Воспитательница рассказала им глуповатую историю собственного сочинения о двух друзьях-изобретателях, построивших подводную лодку. Свой натужный рассказ она иногда прерывала вопросами, этакий тонкий педагогический прием, вовлекающий ребят в творчество.
- А лодку свою они сделали непроницаемой… Для чего, ребята?
- Чтобы пыль не набилась! - крикнул с места мальчик и чуть не свалился со стула от радости угадки.
Ребята старались усесться поближе ко мне. Один взял меня под руку, другой ухватил за карман.
- А если бы вы были моим папой? - упоенно сказала одна девочка.
- А если б моим!.. - тут же подхватила другая.
- Моим!.. Моим!.. Моим!.. - полетело со всех сторон. Вмиг я стал отцом двух десятков детей.
Одна девочка - она носила на рукаве повязку с красным крестом - не принимала участия в наших делах. Она все время лечилась; ставила себе градусник, пила капли из бутылки с помощью пипетки и прямо из горлышка (конечно, капли воображаемые), выслушивала себя игрушечным нейлоновым стетоскопом. Она так мужественно боролась за жизнь, что это было даже величественно.
Когда я уходил, они все припали к окнам. И мне казалось, что я слышу их прощальные голоса.
Где-то совсем рядом был рассказ. Требовалось лишь крошечное усилие. Но я удержался от него. Впервые мне показалось, что литература может замарать первозданность живого впечатления.
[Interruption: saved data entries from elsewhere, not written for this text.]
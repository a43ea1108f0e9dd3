//! Task graph model types.

use schemars::JsonSchema;
use serde::{Deserialize, Serialize, Serializer};
use std::collections::BTreeSet;

/// Task priority, as carried in the task file.
#[derive(
    Debug, Clone, Copy, PartialEq, Eq, PartialOrd, Ord, Default, Serialize, Deserialize, JsonSchema,
)]
#[serde(rename_all = "lowercase")]
pub enum Priority {
    /// High priority.
    High,
    /// Medium priority (default).
    #[default]
    Medium,
    /// Low priority.
    Low,
}

impl Priority {
    /// Parse a priority from a string (case-insensitive).
    ///
    /// # Errors
    ///
    /// Returns an error if the string is not a valid priority.
    #[allow(clippy::should_implement_trait)]
    pub fn from_str(s: &str) -> Result<Self, InvalidPriority> {
        match s.trim().to_lowercase().as_str() {
            "high" => Ok(Self::High),
            "medium" => Ok(Self::Medium),
            "low" => Ok(Self::Low),
            _ => Err(InvalidPriority(s.to_string())),
        }
    }

    /// Get the string representation of the priority.
    #[must_use]
    pub const fn as_str(self) -> &'static str {
        match self {
            Self::High => "high",
            Self::Medium => "medium",
            Self::Low => "low",
        }
    }
}

impl std::fmt::Display for Priority {
    fn fmt(&self, f: &mut std::fmt::Formatter<'_>) -> std::fmt::Result {
        f.write_str(self.as_str())
    }
}

/// Error when an invalid priority string is provided.
#[derive(Debug, Clone, PartialEq, Eq)]
pub struct InvalidPriority(pub String);

impl std::fmt::Display for InvalidPriority {
    fn fmt(&self, f: &mut std::fmt::Formatter<'_>) -> std::fmt::Result {
        let allowed = Priority::ALLOWED.join(", ");
        write!(f, "invalid priority: '{}' (must be one of: {allowed})", self.0)
    }
}

impl std::error::Error for InvalidPriority {}

impl Priority {
    /// Every accepted priority spelling, for diagnostics.
    pub const ALLOWED: [&'static str; 3] = ["high", "medium", "low"];
}

/// Task or subtask status.
#[derive(Debug, Clone, Copy, PartialEq, Eq, Default, Serialize, Deserialize, JsonSchema)]
#[serde(rename_all = "kebab-case")]
pub enum Status {
    /// Not started.
    #[default]
    Pending,
    /// Being worked on.
    #[serde(alias = "in_progress")]
    InProgress,
    /// Finished, awaiting review.
    Review,
    /// Finished.
    Done,
    /// Finished (alternate spelling used by some task files).
    Completed,
    /// Postponed.
    Deferred,
    /// Will not be done.
    Cancelled,
    /// Waiting on something outside the graph.
    Blocked,
}

impl Status {
    /// Every accepted status spelling, for diagnostics.
    pub const ALLOWED: [&'static str; 8] = [
        "pending",
        "in-progress",
        "review",
        "done",
        "completed",
        "deferred",
        "cancelled",
        "blocked",
    ];

    /// Parse a status from a string.
    ///
    /// # Errors
    ///
    /// Returns an error if the string is not a valid status.
    #[allow(clippy::should_implement_trait)]
    pub fn from_str(s: &str) -> Result<Self, InvalidStatus> {
        match s.trim().to_lowercase().as_str() {
            "pending" => Ok(Self::Pending),
            "in-progress" | "in_progress" => Ok(Self::InProgress),
            "review" => Ok(Self::Review),
            "done" => Ok(Self::Done),
            "completed" => Ok(Self::Completed),
            "deferred" => Ok(Self::Deferred),
            "cancelled" => Ok(Self::Cancelled),
            "blocked" => Ok(Self::Blocked),
            _ => Err(InvalidStatus(s.to_string())),
        }
    }

    /// Get the string representation of the status.
    #[must_use]
    pub const fn as_str(&self) -> &'static str {
        match self {
            Self::Pending => "pending",
            Self::InProgress => "in-progress",
            Self::Review => "review",
            Self::Done => "done",
            Self::Completed => "completed",
            Self::Deferred => "deferred",
            Self::Cancelled => "cancelled",
            Self::Blocked => "blocked",
        }
    }

    /// Whether content of a node in this status is protected from rewrites.
    #[must_use]
    pub const fn is_completed(&self) -> bool {
        matches!(self, Self::Done | Self::Completed)
    }
}

impl std::fmt::Display for Status {
    fn fmt(&self, f: &mut std::fmt::Formatter<'_>) -> std::fmt::Result {
        write!(f, "{}", self.as_str())
    }
}

/// Error when an invalid status string is provided.
#[derive(Debug, Clone, PartialEq, Eq)]
pub struct InvalidStatus(pub String);

impl std::fmt::Display for InvalidStatus {
    fn fmt(&self, f: &mut std::fmt::Formatter<'_>) -> std::fmt::Result {
        write!(f, "invalid status: '{}' (must be one of: {})", self.0, Status::ALLOWED.join(", "))
    }
}

impl std::error::Error for InvalidStatus {}

/// A child unit of work. IDs are unique only within the parent task.
#[derive(Debug, Clone, PartialEq, Eq, Serialize, Deserialize, JsonSchema)]
#[serde(rename_all = "camelCase")]
pub struct Subtask {
    /// Identifier within the parent's subtask list.
    pub id: u32,
    /// Short title.
    pub title: String,
    /// One-line description.
    #[serde(default)]
    pub description: String,
    /// Implementation notes. Appended to, not replaced, by subtask updates.
    #[serde(default)]
    pub details: String,
    /// How the work will be verified.
    #[serde(default, skip_serializing_if = "Option::is_none")]
    pub test_strategy: Option<String>,
    /// Current status.
    #[serde(default)]
    pub status: Status,
    /// IDs of sibling subtasks this one depends on.
    #[serde(default)]
    pub dependencies: Vec<u32>,
}

/// A top-level unit of work.
#[derive(Debug, Clone, PartialEq, Eq, Serialize, Deserialize, JsonSchema)]
#[serde(rename_all = "camelCase")]
pub struct Task {
    /// Identifier, unique across the graph.
    pub id: u32,
    /// Short title. Immutable under update-task.
    pub title: String,
    /// One-line description.
    #[serde(default)]
    pub description: String,
    /// Implementation notes.
    #[serde(default)]
    pub details: String,
    /// How the work will be verified.
    #[serde(default)]
    pub test_strategy: String,
    /// Current status.
    #[serde(default)]
    pub status: Status,
    /// Priority.
    #[serde(default)]
    pub priority: Priority,
    /// IDs of tasks this task depends on.
    #[serde(default)]
    pub dependencies: Vec<u32>,
    /// Ordered child subtasks.
    #[serde(default)]
    pub subtasks: Vec<Subtask>,
}

impl Task {
    /// Get a subtask by ID.
    #[must_use]
    pub fn subtask(&self, id: u32) -> Option<&Subtask> {
        self.subtasks.iter().find(|s| s.id == id)
    }

    /// Get a mutable subtask by ID.
    pub fn subtask_mut(&mut self, id: u32) -> Option<&mut Subtask> {
        self.subtasks.iter_mut().find(|s| s.id == id)
    }

    /// The set of subtask IDs under this task.
    #[must_use]
    pub fn subtask_ids(&self) -> BTreeSet<u32> {
        self.subtasks.iter().map(|s| s.id).collect()
    }

    /// Highest subtask ID, or 0 when the task has no subtasks.
    #[must_use]
    pub fn max_subtask_id(&self) -> u32 {
        self.subtasks.iter().map(|s| s.id).max().unwrap_or(0)
    }
}

/// Descriptive metadata stored alongside the tasks.
#[derive(Debug, Clone, PartialEq, Eq, Default, Serialize, Deserialize)]
#[serde(rename_all = "camelCase")]
pub struct GraphMetadata {
    /// Project name.
    #[serde(default, skip_serializing_if = "Option::is_none")]
    pub project_name: Option<String>,
    /// ISO 8601 timestamp of the last committed merge.
    #[serde(default, skip_serializing_if = "Option::is_none")]
    pub updated_at: Option<String>,
}

/// The whole task graph, as held in the task file.
#[derive(Debug, Clone, PartialEq, Eq, Default, Serialize, Deserialize)]
pub struct TaskGraph {
    /// Optional metadata.
    #[serde(default, skip_serializing_if = "Option::is_none")]
    pub metadata: Option<GraphMetadata>,
    /// Top-level tasks in file order.
    #[serde(default)]
    pub tasks: Vec<Task>,
}

impl TaskGraph {
    /// Create a graph from a list of tasks.
    #[must_use]
    pub const fn new(tasks: Vec<Task>) -> Self {
        Self { metadata: None, tasks }
    }

    /// Get a task by ID.
    #[must_use]
    pub fn task(&self, id: u32) -> Option<&Task> {
        self.tasks.iter().find(|t| t.id == id)
    }

    /// Get a mutable task by ID.
    pub fn task_mut(&mut self, id: u32) -> Option<&mut Task> {
        self.tasks.iter_mut().find(|t| t.id == id)
    }

    /// The set of top-level task IDs.
    #[must_use]
    pub fn task_ids(&self) -> BTreeSet<u32> {
        self.tasks.iter().map(|t| t.id).collect()
    }

    /// Highest task ID, or 0 for an empty graph.
    #[must_use]
    pub fn max_task_id(&self) -> u32 {
        self.tasks.iter().map(|t| t.id).max().unwrap_or(0)
    }

    /// Total number of subtasks across all tasks.
    #[must_use]
    pub fn subtask_count(&self) -> usize {
        self.tasks.iter().map(|t| t.subtasks.len()).sum()
    }
}

/// Reference to a single node in the graph.
#[derive(Debug, Clone, Copy, PartialEq, Eq, PartialOrd, Ord, Hash)]
pub enum NodeRef {
    /// A top-level task.
    Task(u32),
    /// A subtask, scoped to its parent.
    Subtask {
        /// Parent task ID.
        task: u32,
        /// Subtask ID within the parent.
        subtask: u32,
    },
}

impl std::fmt::Display for NodeRef {
    fn fmt(&self, f: &mut std::fmt::Formatter<'_>) -> std::fmt::Result {
        match self {
            Self::Task(id) => write!(f, "{id}"),
            Self::Subtask { task, subtask } => write!(f, "{task}.{subtask}"),
        }
    }
}

impl Serialize for NodeRef {
    fn serialize<S: Serializer>(&self, serializer: S) -> Result<S::Ok, S::Error> {
        serializer.collect_str(self)
    }
}

/// Remove duplicate IDs while keeping first-seen order.
#[must_use]
pub fn dedup_ids(ids: &[u32]) -> Vec<u32> {
    let mut seen = BTreeSet::new();
    ids.iter().copied().filter(|id| seen.insert(*id)).collect()
}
Из высказываний Нины Григорьевны, славной женщины, помогавшей маме по дому
- Пусть деревянные фигурки обеспечат себя пылью, тогда я их вытру.
- Скорее к телевизору: Верзилус Корейка поет!
- Нет, я не больна, но мне кругом чхается.
(На слова мамы: у вас красивые ноги):
- Что вы, Ксения Алексеевна, это одни копии.
- Я так разволновалась, что приняла волейбол и аверьяновку. (Валидол и валерьянку.)
- Сбросят атомную бомбу - одни рувимы останутся.
- Я ее не уважаю, она - наркоматик (о соседке).
(О долго умиравшей старухе родственнице):
- Она мне надоела вполгорла.
- Анка попала в рокфор (Анка-пулеметчица попала в кроссворд).
Урок этики
Все это я услышал от своего соседа по столику в одном из лучших подмосковных санаториев. Ему лет тридцать, он заведующий столовой в довольно крупном промышленном городе. Он так говорит своим подчиненным: "Вы живете за счет народа, который обворовываете. Так улыбайтесь за это, по крайней мере!" И еще он говорит: "Мы воруем, мы злоупотребляем, но давайте все же не выходить из рамок приличия, надо и честь знать". И еще: "Все понимают, что завстоловой не будет без мяса. Но я беру на один обед, а не на два, и люди меня уважают. Другие тащат без стыда и совести, а я так не могу, мне еще вон сколько работать! Поэтому я все делаю с умом и по совести". И он всерьез считает себя крепким работником и честным молодым коммунистом. И другие так считают.